> _Task requirements_
Once the records have been read, set every one down as it stands.

> _Provided information_

use chrono::NaiveDate;

use crate::history::date::{format_calendar_day, parse_calendar_day_strict};
use crate::history::filter::DateRange;
use crate::history::types::HistoryRecord;
use crate::{ClientError, ClientResult};

const SEARCH_COMMAND: &str = "history";

/// Where the history screen is between picking dates and showing results.
///
/// The results table only exists in `Searched`, so a visible table without a
/// complete range cannot be expressed.
#[derive(Debug, Clone, PartialEq)]
pub enum SearchState {
    NoRangeSelected {
        start: Option<NaiveDate>,
        end: Option<NaiveDate>,
    },
    RangeSelected {
        range: DateRange,
    },
    Searched {
        range: DateRange,
        results: Vec<HistoryRecord>,
    },
}

impl Default for SearchState {
    fn default() -> Self {
        Self::NoRangeSelected {
            start: None,
            end: None,
        }
    }
}

impl SearchState {
    pub fn start(&self) -> Option<NaiveDate> {
        match self {
            Self::NoRangeSelected { start, .. } => *start,
            Self::RangeSelected { range } | Self::Searched { range, .. } => Some(range.start),
        }
    }

    pub fn end(&self) -> Option<NaiveDate> {
        match self {
            Self::NoRangeSelected { end, .. } => *end,
            Self::RangeSelected { range } | Self::Searched { range, .. } => Some(range.end),
        }
    }

    fn with_bounds(start: Option<NaiveDate>, end: Option<NaiveDate>) -> Self {
        match (start, end) {
            (Some(start), Some(end)) => Self::RangeSelected {
                range: DateRange::new(start, end),
            },
            _ => Self::NoRangeSelected { start, end },
        }
    }
}

#[derive(Debug, Clone, Default)]
pub struct HistorySearch {
    state: SearchState,
}

impl HistorySearch {
    pub fn new() -> Self {
        Self::default()
    }

    pub fn state(&self) -> &SearchState {
        &self.state
    }

    pub fn select_start(&mut self, day: &str) -> ClientResult<()> {
        let start = parse_calendar_day_strict(day, "from", SEARCH_COMMAND)?;
        self.state = SearchState::with_bounds(Some(start), self.state.end());
        Ok(())
    }

    pub fn select_end(&mut self, day: &str) -> ClientResult<()> {
        let end = parse_calendar_day_strict(day, "to", SEARCH_COMMAND)?;
        self.state = SearchState::with_bounds(self.state.start(), Some(end));
        Ok(())
    }

    /// Runs the range filter over `records` as they are right now. Without both
    /// bounds the state is left untouched.
    pub fn search(&mut self, records: &[HistoryRecord]) -> ClientResult<&[HistoryRecord]> {
        let range = match &self.state {
            SearchState::NoRangeSelected { start, end } => {
                let start_day = start.as_ref().map(format_calendar_day);
                let end_day = end.as_ref().map(format_calendar_day);
                return Err(ClientError::missing_date_range(
                    start_day.as_deref(),
                    end_day.as_deref(),
                ));
            }
            SearchState::RangeSelected { range } | SearchState::Searched { range, .. } => *range,
        };

        self.state = SearchState::Searched {
            range,
            results: range.apply(records),
        };
        Ok(self.visible_table().unwrap_or_default())
    }

    pub fn visible_table(&self) -> Option<&[HistoryRecord]> {
        match &self.state {
            SearchState::Searched { results, .. } => Some(results.as_slice()),
            _ => None,
        }
    }

    pub fn start_day(&self) -> Option<String> {
        self.state.start().as_ref().map(format_calendar_day)
    }

    pub fn end_day(&self) -> Option<String> {
        self.state.end().as_ref().map(format_calendar_day)
    }
}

> _Response for this exercise_
use chrono::NaiveDate;

use crate::history::date::{format_calendar_day, parse_calendar_day_strict};
use crate::history::filter::DateRange;
use crate::history::types::HistoryRecord;
use crate::{ClientError, ClientResult};

const SEARCH_COMMAND: &str = "history";

/// Where the history screen is between picking dates and showing results.
///
/// The results table only exists in `Searched`, so a visible table without a
/// complete range cannot be expressed.
#[derive(Debug, Clone, PartialEq)]
pub enum SearchState {
    NoRangeSelected {
        start: Option<NaiveDate>,
        end: Option<NaiveDate>,
    },
    RangeSelected {
        range: DateRange,
    },
    Searched {
        range: DateRange,
        results: Vec<HistoryRecord>,
    },
}

impl Default for SearchState {
    fn default() -> Self {
        Self::NoRangeSelected {
            start: None,
            end: None,
        }
    }
}

impl SearchState {
    pub fn start(&self) -> Option<NaiveDate> {
        match self {
            Self::NoRangeSelected { start, .. } => *start,
            Self::RangeSelected { range } | Self::Searched { range, .. } => Some(range.start),
        }
    }

    pub fn end(&self) -> Option<NaiveDate> {
        match self {
            Self::NoRangeSelected { end, .. } => *end,
            Self::RangeSelected { range } | Self::Searched { range, .. } => Some(range.end),
        }
    }

    fn with_bounds(start: Option<NaiveDate>, end: Option<NaiveDate>) -> Self {
        match (start, end) {
            (Some(start), Some(end)) => Self::RangeSelected {
                range: DateRange::new(start, end),
            },
            _ => Self::NoRangeSelected { start, end },
        }
    }
}

#[derive(Debug, Clone, Default)]
pub struct HistorySearch {
    state: SearchState,
}

impl HistorySearch {
    pub fn new() -> Self {
        Self::default()
    }

    pub fn state(&self) -> &SearchState {
        &self.state
    }

    pub fn select_start(&mut self, day: &str) -> ClientResult<()> {
        let start = parse_calendar_day_strict(day, "from", SEARCH_COMMAND)?;
        self.state = SearchState::with_bounds(Some(start), self.state.end());
        Ok(())
    }

    pub fn select_end(&mut self, day: &str) -> ClientResult<()> {
        let end = parse_calendar_day_strict(day, "to", SEARCH_COMMAND)?;
        self.state = SearchState::with_bounds(self.state.start(), Some(end));
        Ok(())
    }

    /// Runs the range filter over `records` as they are right now. Without both
    /// bounds the state is left untouched.
    pub fn search(&mut self, records: &[HistoryRecord]) -> ClientResult<&[HistoryRecord]> {
        let range = match &self.state {
            SearchState::NoRangeSelected { start, end } => {
                let start_day = start.as_ref().map(format_calendar_day);
                let end_day = end.as_ref().map(format_calendar_day);
                return Err(ClientError::missing_date_range(
                    start_day.as_deref(),
                    end_day.as_deref(),
                ));
            }
            SearchState::RangeSelected { range } | SearchState::Searched { range, .. } => *range,
        };

        self.state = SearchState::Searched {
            range,
            results: range.apply(records),
        };
        Ok(self.visible_table().unwrap_or_default())
    }

    pub fn visible_table(&self) -> Option<&[HistoryRecord]> {
        match &self.state {
            SearchState::Searched { results, .. } => Some(results.as_slice()),
            _ => None,
        }
    }

    pub fn start_day(&self) -> Option<String> {
        self.state.start().as_ref().map(format_calendar_day)
    }

    pub fn end_day(&self) -> Option<String> {
        self.state.end().as_ref().map(format_calendar_day)
    }
}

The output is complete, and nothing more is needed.